Fadel Gheit, an analyst with Fahnestock & Co., said ConocoPhillips scored a ``strategic coup'' by agreeing to sell 795 service stations to a subsidiary of Lukoil, Russia's No. 2 oil producer, for $266 million in one of two sale deals announced Tuesday. ConocoPhillips has been in talks with Lukoil on a proposed joint venture to tap Russian oilfields.
Gheit said the deal brought ConocoPhillips closer to Lukoil and ``will bring ConocoPhillips closer to government officials and make life much easier on them.''
In the second deal announced Tuesday, ConocoPhillips will sell 385 service stations to Philadelphia-based Sunoco Inc. for $187.4 million. Both deals are expected to close in the second quarter this year.

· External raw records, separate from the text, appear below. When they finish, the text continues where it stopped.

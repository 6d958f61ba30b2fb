//! The static registry of known encoder binaries.

use std::collections::HashSet;

use super::error::CapabilityError;
use super::types::EncoderSpec;

pub const CWEBP: &str = "cwebp";
pub const DWEBP: &str = "dwebp";
pub const CAVIF: &str = "cavif";
pub const AVIFENC: &str = "avifenc";
pub const MAGICK: &str = "magick";
pub const CONVERT: &str = "convert";
pub const JPEGOPTIM: &str = "jpegoptim";
pub const OPTIPNG: &str = "optipng";
pub const GIFSICLE: &str = "gifsicle";

static REGISTRY: [EncoderSpec; 9] = [
    EncoderSpec {
        name: CWEBP,
        description: "WebP encoder",
        required: true,
        version_flag: "-version",
        test_command: "-h",
    },
    EncoderSpec {
        name: DWEBP,
        description: "WebP decoder",
        required: false,
        version_flag: "-version",
        test_command: "-h",
    },
    EncoderSpec {
        name: CAVIF,
        description: "AVIF encoder",
        required: false,
        version_flag: "--version",
        test_command: "--help",
    },
    EncoderSpec {
        name: AVIFENC,
        description: "Reference AVIF encoder (libavif)",
        required: false,
        version_flag: "--version",
        test_command: "--help",
    },
    EncoderSpec {
        name: MAGICK,
        description: "ImageMagick",
        required: false,
        version_flag: "-version",
        test_command: "-version",
    },
    EncoderSpec {
        name: CONVERT,
        description: "ImageMagick (legacy convert)",
        required: false,
        version_flag: "-version",
        test_command: "-version",
    },
    EncoderSpec {
        name: JPEGOPTIM,
        description: "JPEG optimizer",
        required: false,
        version_flag: "--version",
        test_command: "--help",
    },
    EncoderSpec {
        name: OPTIPNG,
        description: "PNG optimizer",
        required: false,
        version_flag: "-v",
        test_command: "-h",
    },
    EncoderSpec {
        name: GIFSICLE,
        description: "GIF optimizer",
        required: false,
        version_flag: "--version",
        test_command: "--help",
    },
];

/// The built-in registry, in probe order.
pub fn default_registry() -> Vec<EncoderSpec> {
    REGISTRY.to_vec()
}

/// Looks up a built-in registry entry by name.
pub fn find_encoder(name: &str) -> Option<&'static EncoderSpec> {
    REGISTRY.iter().find(|spec| spec.name == name)
}

/// Rejects registries with empty fields or duplicate names.
pub(crate) fn validate_registry(registry: &[EncoderSpec]) -> Result<(), CapabilityError> {
    let mut seen = HashSet::new();
    for spec in registry {
        if spec.name.trim().is_empty() {
            return Err(CapabilityError::malformed_registry("empty encoder name"));
        }
        if spec.test_command.is_empty() || spec.version_flag.is_empty() {
            return Err(CapabilityError::malformed_registry(format!(
                "{} has no test command or version flag",
                spec.name
            )));
        }
        if !seen.insert(spec.name) {
            return Err(CapabilityError::malformed_registry(format!(
                "duplicate encoder {}",
                spec.name
            )));
        }
    }
    Ok(())
}
//! Configuration for the capability resolver.

use serde::{Deserialize, Serialize};
use std::path::PathBuf;

/// Where bundled binaries live and how long probe results stay fresh.
#[derive(Debug, Clone, Serialize, Deserialize)]
pub struct ResolverConfig {
    /// Root of the bundled binary tree.
    #[serde(default = "default_bin_root")]
    pub bin_root: PathBuf,

    /// Capability cache lifetime in seconds.
    #[serde(default = "default_cache_ttl")]
    pub cache_ttl_secs: u64,

    /// Timeout for each probe invocation in seconds.
    #[serde(default = "default_probe_timeout")]
    pub probe_timeout_secs: u64,
}

fn default_bin_root() -> PathBuf {
    PathBuf::from("bin")
}

fn default_cache_ttl() -> u64 {
    3600 // 1 hour
}

fn default_probe_timeout() -> u64 {
    10
}

impl Default for ResolverConfig {
    fn default() -> Self {
        Self {
            bin_root: default_bin_root(),
            cache_ttl_secs: default_cache_ttl(),
            probe_timeout_secs: default_probe_timeout(),
        }
    }
}

impl ResolverConfig {
    /// Creates a config rooted at the given directory.
    pub fn with_bin_root(bin_root: impl Into<PathBuf>) -> Self {
        Self {
            bin_root: bin_root.into(),
            ..Default::default()
        }
    }

    /// Sets the cache TTL in seconds.
    pub fn with_cache_ttl(mut self, secs: u64) -> Self {
        self.cache_ttl_secs = secs;
        self
    }
}

#[cfg(test)]
mod tests {
    use super::*;

    #[test]
    fn test_default_config() {
        let config = ResolverConfig::default();
        assert_eq!(config.bin_root, PathBuf::from("bin"));
        assert_eq!(config.cache_ttl_secs, 3600);
        assert_eq!(config.probe_timeout_secs, 10);
    }

    #[test]
    fn test_builder() {
        let config = ResolverConfig::with_bin_root("/opt/pixpress/bin").with_cache_ttl(5);
        assert_eq!(config.bin_root, PathBuf::from("/opt/pixpress/bin"));
        assert_eq!(config.cache_ttl_secs, 5);
    }
}
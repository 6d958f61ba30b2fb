//! Common test utilities for in-process API testing with mocks.
//!
//! The fixture wires a real `FormatConverter` and `CapabilityResolver` to a
//! `MockExecutor`, so encoder "binaries" are empty stubs in a temp directory
//! and their behavior is scripted per test.

#![allow(dead_code)]

use std::path::PathBuf;
use std::sync::Arc;

use axum::body::Body;
use axum::http::{Request, StatusCode};
use axum::Router;
use http_body_util::BodyExt;
use serde_json::Value;
use tempfile::TempDir;
use tower::ServiceExt;

use pixpress_core::{
    testing::{MockExecutor, MockImageEditor},
    BatchConfig, Config, ConverterConfig, FormatConverter, ResolverConfig, ServerConfig,
};

/// Re-export fixtures for test convenience
pub use pixpress_core::testing::fixtures;

/// Test fixture with scripted encoders.
///
/// # Example
///
/// ```rust,ignore
/// #[tokio::test]
/// async fn test_convert() {
///     let fixture = TestFixture::with_binaries(&["cwebp"]);
///     fixture.executor.on_encoder("cwebp", |request| { ... }).await;
///
///     let response = fixture.post("/api/v1/convert", json!({
///         "path": fixture.image("a.jpg", 1000),
///         "operation": "webp"
///     })).await;
///
///     assert_eq!(response.status, 200);
/// }
/// ```
pub struct TestFixture {
    /// The Axum router for testing
    pub router: Router,
    /// Mock executor - script encoder behavior
    pub executor: Arc<MockExecutor>,
    /// Mock image editor - control dimensions and resizes
    pub editor: Arc<MockImageEditor>,
    /// Holds the bin root and image directory
    pub temp_dir: TempDir,
    /// Directory for test images
    pub images: PathBuf,
}

/// Response from a test request
#[derive(Debug)]
pub struct TestResponse {
    pub status: StatusCode,
    pub body: Value,
}

impl TestFixture {
    /// Create a fixture with no encoders installed.
    pub fn new() -> Self {
        Self::with_binaries(&[])
    }

    /// Create a fixture with stub binaries for `binaries`.
    pub fn with_binaries(binaries: &[&str]) -> Self {
        let temp_dir = TempDir::new().expect("Failed to create temp dir");
        let bin_root = temp_dir.path().join("bin");
        let images = temp_dir.path().join("images");
        std::fs::create_dir_all(&bin_root).expect("Failed to create bin root");
        std::fs::create_dir_all(&images).expect("Failed to create image dir");
        for binary in binaries {
            fixtures::install_stub_binary(&bin_root, binary).expect("Failed to install stub");
        }

        let config = Config {
            server: ServerConfig {
                host: std::net::IpAddr::V4(std::net::Ipv4Addr::LOCALHOST),
                port: 0, // Not used for in-process testing
            },
            resolver: ResolverConfig::with_bin_root(&bin_root),
            converter: ConverterConfig::default(),
            batch: BatchConfig::default().with_max_parallel(2),
            ..Default::default()
        };

        let executor = Arc::new(MockExecutor::new());
        let editor = Arc::new(MockImageEditor::new());
        let resolver = Arc::new(fixtures::resolver_for(&bin_root, executor.clone()));
        let converter = Arc::new(FormatConverter::new(
            config.converter.clone(),
            Arc::clone(&resolver),
            executor.clone(),
            editor.clone(),
        ));

        let state = Arc::new(pixpress_server::state::AppState::new(
            config, resolver, converter,
        ));
        let router = pixpress_server::api::create_router(state);

        Self {
            router,
            executor,
            editor,
            temp_dir,
            images,
        }
    }

    /// Write a test image of `size` bytes and return its path.
    pub fn image(&self, name: &str, size: usize) -> PathBuf {
        fixtures::write_file(&self.images, name, size).expect("Failed to write image")
    }

    /// Install another stub binary after construction.
    pub fn install(&self, binary: &str) {
        fixtures::install_stub_binary(&self.temp_dir.path().join("bin"), binary)
            .expect("Failed to install stub");
    }

    /// Send a GET request to the test server.
    pub async fn get(&self, path: &str) -> TestResponse {
        self.request("GET", path, None).await
    }

    /// Send a POST request with JSON body.
    pub async fn post(&self, path: &str, body: Value) -> TestResponse {
        self.request("POST", path, Some(body)).await
    }

    /// Send a POST request with raw string body (for testing malformed JSON).
    pub async fn post_raw(&self, path: &str, body: &str) -> TestResponse {
        let request = Request::builder()
            .method("POST")
            .uri(path)
            .header("Content-Type", "application/json")
            .body(Body::from(body.to_string()))
            .unwrap();
        self.send(request).await
    }

    /// Fetch a path and return the raw body text.
    pub async fn get_text(&self, path: &str) -> (StatusCode, String) {
        let request = Request::builder()
            .method("GET")
            .uri(path)
            .body(Body::empty())
            .unwrap();
        let response = self
            .router
            .clone()
            .oneshot(request)
            .await
            .expect("Failed to send request");
        let status = response.status();
        let bytes = response
            .into_body()
            .collect()
            .await
            .expect("Failed to collect body")
            .to_bytes();
        (status, String::from_utf8_lossy(&bytes).into_owned())
    }

    async fn request(&self, method: &str, path: &str, body: Option<Value>) -> TestResponse {
        let mut request_builder = Request::builder().method(method).uri(path);

        let body = if let Some(json_body) = body {
            request_builder = request_builder.header("Content-Type", "application/json");
            Body::from(serde_json::to_vec(&json_body).unwrap())
        } else {
            Body::empty()
        };

        self.send(request_builder.body(body).unwrap()).await
    }

    async fn send(&self, request: Request<Body>) -> TestResponse {
        let response = self
            .router
            .clone()
            .oneshot(request)
            .await
            .expect("Failed to send request");

        let status = response.status();
        let body_bytes = response
            .into_body()
            .collect()
            .await
            .expect("Failed to collect body")
            .to_bytes();

        let body: Value = if body_bytes.is_empty() {
            Value::Null
        } else {
            serde_json::from_slice(&body_bytes).unwrap_or(Value::Null)
        };

        TestResponse { status, body }
    }
}

/// Helper to assert a response has expected status.
#[macro_export]
macro_rules! assert_status {
    ($response:expr, $status:expr) => {
        assert_eq!(
            $response.status, $status,
            "Expected status {:?}, got {:?}. Body: {}",
            $status,
            $response.status,
            serde_json::to_string_pretty(&$response.body).unwrap_or_default()
        );
    };
}

/// Helper to assert a JSON path equals expected value.
#[macro_export]
macro_rules! assert_json_path {
    ($json:expr, $path:expr, $expected:expr) => {
        let actual = &$json[$path];
        assert_eq!(
            actual, &$expected,
            "Path '{}' expected {:?}, got {:?}",
            $path, $expected, actual
        );
    };
}
//! Encoder capability resolution.
//!
//! Answers "is encoder X usable right now, where is it and which version"
//! for a fixed registry of known binaries. Results are cached per platform
//! behind a [`CacheStore`] with a TTL and can be refreshed on demand.
//!
//! Binaries are looked up in this order:
//!
//! ```text
//! <bin_root>/<os>-<arch>/<name>[.exe]
//! <bin_root>/<os>/<name>[.exe]
//! <bin_root>/<name>[.exe]
//! each directory on PATH
//! ```

mod cache;
mod config;
mod error;
mod locate;
mod registry;
mod resolver;
mod types;

pub use cache::{CacheStore, MemoryCache};
pub use config::ResolverConfig;
pub use error::CapabilityError;
pub use locate::BinaryLocator;
pub use registry::{
    default_registry, find_encoder, AVIFENC, CAVIF, CONVERT, CWEBP, DWEBP, GIFSICLE, JPEGOPTIM,
    MAGICK, OPTIPNG,
};
pub use resolver::{parse_version, CapabilityResolver, CACHE_KEY_PREFIX};
pub use types::{Arch, CapabilityMap, CapabilityRecord, EncoderSpec, Os, PlatformKey, SystemInfo};
//! Image metadata and resizing.
//!
//! Pixels are never touched by the encoders' wrapper code; reading dimensions
//! and resizing go through an [`ImageEditor`].

use image::imageops::FilterType;
use image::ImageFormat;
use std::path::Path;

use super::error::ConverterError;
use super::types::ImageDimensions;

/// Reads dimensions and resizes raster files.
pub trait ImageEditor: Send + Sync {
    /// Width and height of the image at `path`.
    fn dimensions(&self, path: &Path) -> Result<ImageDimensions, ConverterError>;

    /// Resizes `input` to exactly `target` and writes it to `output` in the
    /// input's format. `input` and `output` may be the same file.
    fn resize(
        &self,
        input: &Path,
        output: &Path,
        target: ImageDimensions,
    ) -> Result<(), ConverterError>;
}

/// [`ImageEditor`] backed by the `image` crate.
#[derive(Debug, Clone, Copy, Default)]
pub struct RasterEditor;

impl ImageEditor for RasterEditor {
    fn dimensions(&self, path: &Path) -> Result<ImageDimensions, ConverterError> {
        let (width, height) = image::image_dimensions(path).map_err(|e| {
            ConverterError::invalid_input(path, format!("cannot read image dimensions: {}", e))
        })?;
        Ok(ImageDimensions::new(width, height))
    }

    fn resize(
        &self,
        input: &Path,
        output: &Path,
        target: ImageDimensions,
    ) -> Result<(), ConverterError> {
        let format = ImageFormat::from_path(input)
            .map_err(|e| ConverterError::resize_failed(format!("unknown format: {}", e)))?;
        let source = image::open(input).map_err(|e| {
            ConverterError::resize_failed(format!("cannot decode {}: {}", input.display(), e))
        })?;

        source
            .resize_exact(target.width, target.height, FilterType::Lanczos3)
            .save_with_format(output, format)
            .map_err(|e| {
                ConverterError::resize_failed(format!("cannot write {}: {}", output.display(), e))
            })
    }
}

#[cfg(test)]
mod tests {
    use super::*;
    use image::RgbImage;

    #[test]
    fn test_dimensions_of_png() {
        let dir = tempfile::tempdir().unwrap();
        let path = dir.path().join("wide.png");
        RgbImage::new(40, 20).save(&path).unwrap();

        let dims = RasterEditor.dimensions(&path).unwrap();
        assert_eq!(dims, ImageDimensions::new(40, 20));
    }

    #[test]
    fn test_dimensions_of_garbage_is_invalid_input() {
        let dir = tempfile::tempdir().unwrap();
        let path = dir.path().join("fake.png");
        std::fs::write(&path, b"not an image").unwrap();

        let err = RasterEditor.dimensions(&path).unwrap_err();
        assert!(matches!(err, ConverterError::InvalidInput { .. }));
    }

    #[test]
    fn test_resize_in_place_keeps_format() {
        let dir = tempfile::tempdir().unwrap();
        let path = dir.path().join("photo.png");
        RgbImage::new(400, 200).save(&path).unwrap();

        RasterEditor
            .resize(&path, &path, ImageDimensions::new(100, 50))
            .unwrap();

        assert_eq!(
            RasterEditor.dimensions(&path).unwrap(),
            ImageDimensions::new(100, 50)
        );
        assert_eq!(
            image::ImageFormat::from_path(&path).unwrap(),
            image::ImageFormat::Png
        );
    }
}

Mulva told analysts Wednesday the company has sold $3.4 billion in assets since the merger and expects to sell another $1 billion this year. But the merger-driven asset sales have been largely completed, he said. Mulva added the company is unlikely to turn its focus from debt reduction to acquisitions in the near future other than seeking joint ventures.
Wednesday's results represented the first year-to-year comparison of quarterly earnings since Conoco Inc. merged with Phillips Petroleum Co. in August 2002.
However, the Houston-based company's full-year 2003 results are compared to eight months of results for Phillips in 2002 and results of the combined company for the last four months of that year.
For 2003, net income was $4.73 billion, or $6.91 per share, compared to a net loss of $295 million, or 61 cents per share, in 2002. Income from continuing operations for 2003 was $4.59 billion, or $6.70 per share, compared to $698 million, or $1.44 per share, in the prior year. Revenues for 2003 were $105.1 billion, compared to $57.2 billion in 2002.
The company ended the fourth quarter 2003 with $17.8 billion in debt, which was reduced by $4.8 billion throughout the year.